What to work on:
Begin with the line in which "impl From<serde_json::Error> for" appears and end with the final line of the entries. Retype each one exactly and add nothing.

Given data:
○ ○ ○ ○
//! MQ-prefixed error types with structured error codes.

#![allow(missing_docs)]

use std::io;
use std::path::{Path, PathBuf};

use thiserror::Error;

/// Shared `Result` alias for the project.
pub type Result<T> = std::result::Result<T, MqError>;

/// Top-level error type for mediaqueue.
#[derive(Debug, Error)]
pub enum MqError {
    #[error("[MQ-1001] invalid configuration: {details}")]
    InvalidConfig { details: String },

    #[error("[MQ-1002] missing configuration file: {path}")]
    MissingConfig { path: PathBuf },

    #[error("[MQ-1003] configuration parse failure in {context}: {details}")]
    ConfigParse {
        context: &'static str,
        details: String,
    },

    #[error("[MQ-2001] directory not found: {path}")]
    DirectoryNotFound { path: PathBuf },

    #[error("[MQ-2101] serialization failure in {context}: {details}")]
    Serialization {
        context: &'static str,
        details: String,
    },

    #[error("[MQ-3001] permission denied for {path}")]
    PermissionDenied { path: PathBuf },

    #[error("[MQ-3002] name conflict: {path} already exists")]
    NameConflict { path: PathBuf },

    #[error("[MQ-3003] move failed for {path}: {details}")]
    MoveFailed { path: PathBuf, details: String },

    #[error("[MQ-3004] IO failure at {path}: {source}")]
    Io {
        path: PathBuf,
        #[source]
        source: io::Error,
    },

    #[error("[MQ-3005] copy verification failed for {path}: {details}")]
    VerificationFailed { path: PathBuf, details: String },
}

impl MqError {
    /// Stable machine-parseable error code.
    #[must_use]
    pub const fn code(&self) -> &'static str {
        match self {
            Self::InvalidConfig { .. } => "MQ-1001",
            Self::MissingConfig { .. } => "MQ-1002",
            Self::ConfigParse { .. } => "MQ-1003",
            Self::DirectoryNotFound { .. } => "MQ-2001",
            Self::Serialization { .. } => "MQ-2101",
            Self::PermissionDenied { .. } => "MQ-3001",
            Self::NameConflict { .. } => "MQ-3002",
            Self::MoveFailed { .. } => "MQ-3003",
            Self::Io { .. } => "MQ-3004",
            Self::VerificationFailed { .. } => "MQ-3005",
        }
    }

    /// Whether a per-file move can skip this error and carry on with the batch.
    #[must_use]
    pub const fn is_recoverable(&self) -> bool {
        matches!(
            self,
            Self::PermissionDenied { .. }
                | Self::NameConflict { .. }
                | Self::MoveFailed { .. }
                | Self::Io { .. }
                | Self::VerificationFailed { .. }
        )
    }

    /// Convenience constructor for IO errors with a known path.
    ///
    /// `PermissionDenied` is lifted into its own variant so callers can report
    /// it separately from generic IO failures.
    #[must_use]
    pub fn io(path: impl AsRef<Path>, source: io::Error) -> Self {
        let path = path.as_ref().to_path_buf();
        if source.kind() == io::ErrorKind::PermissionDenied {
            Self::PermissionDenied { path }
        } else {
            Self::Io { path, source }
        }
    }
}

impl From<serde_json::Error> for MqError {
    fn from(value: serde_json::Error) -> Self {
        Self::Serialization {
            context: "serde_json",
            details: value.to_string(),
        }
    }
}

impl From<toml::de::Error> for MqError {
    fn from(value: toml::de::Error) -> Self {
        Self::ConfigParse {
            context: "toml",
            details: value.to_string(),
        }
    }
}

impl From<regex::Error> for MqError {
    fn from(value: regex::Error) -> Self {
        Self::InvalidConfig {
            details: format!("invalid pattern: {value}"),
        }
    }
}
○ ○ ○ ○
Answer to the exercise:
impl From<serde_json::Error> for MqError {
    fn from(value: serde_json::Error) -> Self {
        Self::Serialization {
            context: "serde_json",
            details: value.to_string(),
        }
    }
}

impl From<toml::de::Error> for MqError {
    fn from(value: toml::de::Error) -> Self {
        Self::ConfigParse {
            context: "toml",
            details: value.to_string(),
        }
    }
}

impl From<regex::Error> for MqError {
    fn from(value: regex::Error) -> Self {
        Self::InvalidConfig {
            details: format!("invalid pattern: {value}"),
        }
    }
}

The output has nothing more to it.